Problem:
Tell how many lines in the data below include the word "ResizeAlg". The answer is the number only.

Data supplied:

▬▬▬▬▬▬▬▬▬▬

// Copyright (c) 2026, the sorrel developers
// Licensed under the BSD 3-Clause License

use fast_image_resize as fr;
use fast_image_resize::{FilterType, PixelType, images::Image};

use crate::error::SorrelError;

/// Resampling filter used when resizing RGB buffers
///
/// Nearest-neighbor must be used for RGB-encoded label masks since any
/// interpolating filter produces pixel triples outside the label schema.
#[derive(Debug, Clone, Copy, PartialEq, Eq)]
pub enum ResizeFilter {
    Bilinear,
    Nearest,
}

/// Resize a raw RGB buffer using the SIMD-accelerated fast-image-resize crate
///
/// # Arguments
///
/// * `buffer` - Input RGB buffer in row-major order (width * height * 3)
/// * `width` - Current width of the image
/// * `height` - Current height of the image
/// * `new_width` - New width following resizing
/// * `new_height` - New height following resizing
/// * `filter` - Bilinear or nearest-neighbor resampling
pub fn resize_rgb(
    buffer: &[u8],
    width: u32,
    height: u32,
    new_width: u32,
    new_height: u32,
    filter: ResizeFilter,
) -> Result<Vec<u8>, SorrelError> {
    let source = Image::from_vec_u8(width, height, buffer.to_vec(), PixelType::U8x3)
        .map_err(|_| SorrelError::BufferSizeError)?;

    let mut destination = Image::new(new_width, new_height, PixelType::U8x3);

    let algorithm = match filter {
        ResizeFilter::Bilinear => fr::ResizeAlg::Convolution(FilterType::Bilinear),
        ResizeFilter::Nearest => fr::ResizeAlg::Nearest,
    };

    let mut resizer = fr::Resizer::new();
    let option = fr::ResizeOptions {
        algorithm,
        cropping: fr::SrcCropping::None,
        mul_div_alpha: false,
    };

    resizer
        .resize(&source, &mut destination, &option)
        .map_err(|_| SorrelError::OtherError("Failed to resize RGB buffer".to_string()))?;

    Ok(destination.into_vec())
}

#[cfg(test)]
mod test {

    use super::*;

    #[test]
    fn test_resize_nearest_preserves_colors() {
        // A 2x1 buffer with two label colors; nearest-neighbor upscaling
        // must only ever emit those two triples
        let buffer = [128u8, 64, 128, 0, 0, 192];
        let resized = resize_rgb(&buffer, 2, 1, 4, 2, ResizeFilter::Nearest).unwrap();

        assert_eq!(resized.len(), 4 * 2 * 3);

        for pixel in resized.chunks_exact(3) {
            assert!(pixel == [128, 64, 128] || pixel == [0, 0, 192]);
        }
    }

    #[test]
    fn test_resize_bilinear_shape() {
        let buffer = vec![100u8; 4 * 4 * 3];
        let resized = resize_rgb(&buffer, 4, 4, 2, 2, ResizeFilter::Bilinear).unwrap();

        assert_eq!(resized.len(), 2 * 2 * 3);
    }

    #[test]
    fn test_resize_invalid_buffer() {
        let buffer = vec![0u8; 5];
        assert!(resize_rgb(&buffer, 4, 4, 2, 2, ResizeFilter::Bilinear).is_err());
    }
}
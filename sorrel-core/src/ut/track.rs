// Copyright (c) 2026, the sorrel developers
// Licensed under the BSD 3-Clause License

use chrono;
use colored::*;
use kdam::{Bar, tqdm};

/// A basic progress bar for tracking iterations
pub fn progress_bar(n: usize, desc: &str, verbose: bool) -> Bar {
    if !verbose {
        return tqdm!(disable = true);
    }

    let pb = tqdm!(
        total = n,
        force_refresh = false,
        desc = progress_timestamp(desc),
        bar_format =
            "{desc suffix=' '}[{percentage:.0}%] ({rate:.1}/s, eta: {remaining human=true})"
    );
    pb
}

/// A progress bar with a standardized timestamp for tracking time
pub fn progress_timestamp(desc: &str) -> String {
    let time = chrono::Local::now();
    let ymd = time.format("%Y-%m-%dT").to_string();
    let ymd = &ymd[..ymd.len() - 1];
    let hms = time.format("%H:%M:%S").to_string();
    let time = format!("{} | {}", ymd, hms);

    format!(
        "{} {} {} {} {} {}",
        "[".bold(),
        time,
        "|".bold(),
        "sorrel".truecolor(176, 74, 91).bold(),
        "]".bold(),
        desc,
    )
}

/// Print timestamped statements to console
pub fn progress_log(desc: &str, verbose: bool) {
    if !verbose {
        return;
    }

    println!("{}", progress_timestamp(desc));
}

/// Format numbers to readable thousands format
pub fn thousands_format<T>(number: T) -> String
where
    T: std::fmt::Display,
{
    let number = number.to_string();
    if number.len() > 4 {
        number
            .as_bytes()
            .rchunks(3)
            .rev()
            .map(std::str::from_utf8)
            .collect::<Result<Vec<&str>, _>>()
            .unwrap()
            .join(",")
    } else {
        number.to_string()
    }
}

▬▬▬▬▬▬▬▬▬▬

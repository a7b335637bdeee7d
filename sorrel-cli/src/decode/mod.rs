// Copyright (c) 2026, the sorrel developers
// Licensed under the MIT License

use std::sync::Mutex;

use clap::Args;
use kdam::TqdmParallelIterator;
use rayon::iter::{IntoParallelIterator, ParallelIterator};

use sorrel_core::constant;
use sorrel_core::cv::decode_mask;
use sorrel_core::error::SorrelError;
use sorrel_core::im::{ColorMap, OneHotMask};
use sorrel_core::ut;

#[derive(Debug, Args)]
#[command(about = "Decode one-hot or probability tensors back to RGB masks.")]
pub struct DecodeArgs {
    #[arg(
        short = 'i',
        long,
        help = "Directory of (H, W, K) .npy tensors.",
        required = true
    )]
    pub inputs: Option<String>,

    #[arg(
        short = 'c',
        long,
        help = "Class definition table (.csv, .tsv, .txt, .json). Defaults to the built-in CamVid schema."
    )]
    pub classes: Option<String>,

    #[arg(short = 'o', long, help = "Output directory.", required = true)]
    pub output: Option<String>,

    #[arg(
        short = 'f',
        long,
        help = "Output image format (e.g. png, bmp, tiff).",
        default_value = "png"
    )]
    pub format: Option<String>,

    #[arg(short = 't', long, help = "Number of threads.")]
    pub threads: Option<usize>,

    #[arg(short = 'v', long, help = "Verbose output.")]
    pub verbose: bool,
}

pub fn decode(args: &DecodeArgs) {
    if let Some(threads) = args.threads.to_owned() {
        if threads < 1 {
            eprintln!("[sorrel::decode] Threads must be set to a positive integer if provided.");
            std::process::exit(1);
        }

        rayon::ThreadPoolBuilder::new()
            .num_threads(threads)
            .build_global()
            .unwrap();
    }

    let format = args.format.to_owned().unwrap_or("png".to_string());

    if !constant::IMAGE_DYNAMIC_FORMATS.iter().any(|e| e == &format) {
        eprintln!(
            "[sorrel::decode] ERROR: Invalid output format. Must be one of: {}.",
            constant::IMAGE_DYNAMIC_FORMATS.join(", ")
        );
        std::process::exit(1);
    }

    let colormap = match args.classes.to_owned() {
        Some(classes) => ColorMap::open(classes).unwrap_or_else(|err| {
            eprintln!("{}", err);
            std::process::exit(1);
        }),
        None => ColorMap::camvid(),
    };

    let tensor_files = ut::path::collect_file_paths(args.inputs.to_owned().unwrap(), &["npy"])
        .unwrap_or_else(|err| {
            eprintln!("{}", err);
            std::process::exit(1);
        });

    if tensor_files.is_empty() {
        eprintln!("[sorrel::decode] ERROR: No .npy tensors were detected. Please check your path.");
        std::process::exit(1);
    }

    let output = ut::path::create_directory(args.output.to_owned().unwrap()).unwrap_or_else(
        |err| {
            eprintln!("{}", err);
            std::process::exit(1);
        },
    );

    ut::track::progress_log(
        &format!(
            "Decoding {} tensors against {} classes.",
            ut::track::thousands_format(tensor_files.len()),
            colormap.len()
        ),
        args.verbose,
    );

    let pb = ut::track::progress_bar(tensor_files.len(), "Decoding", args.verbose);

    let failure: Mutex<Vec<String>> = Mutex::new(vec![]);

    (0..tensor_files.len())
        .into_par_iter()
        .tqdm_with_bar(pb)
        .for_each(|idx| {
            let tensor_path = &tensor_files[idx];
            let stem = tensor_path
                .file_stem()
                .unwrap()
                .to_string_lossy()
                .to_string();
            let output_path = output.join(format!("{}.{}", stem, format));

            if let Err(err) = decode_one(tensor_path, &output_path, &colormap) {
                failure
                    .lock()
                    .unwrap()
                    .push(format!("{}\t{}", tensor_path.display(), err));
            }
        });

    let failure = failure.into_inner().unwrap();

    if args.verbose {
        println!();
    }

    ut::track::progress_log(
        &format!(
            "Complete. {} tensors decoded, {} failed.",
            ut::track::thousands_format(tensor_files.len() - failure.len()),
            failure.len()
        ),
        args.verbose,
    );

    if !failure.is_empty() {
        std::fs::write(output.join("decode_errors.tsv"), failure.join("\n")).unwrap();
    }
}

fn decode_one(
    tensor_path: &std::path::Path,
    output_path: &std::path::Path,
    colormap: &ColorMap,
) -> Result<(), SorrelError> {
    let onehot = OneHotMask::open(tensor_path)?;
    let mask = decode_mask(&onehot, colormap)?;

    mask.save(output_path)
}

▬▬▬▬▬▬▬▬▬▬

Result below:
2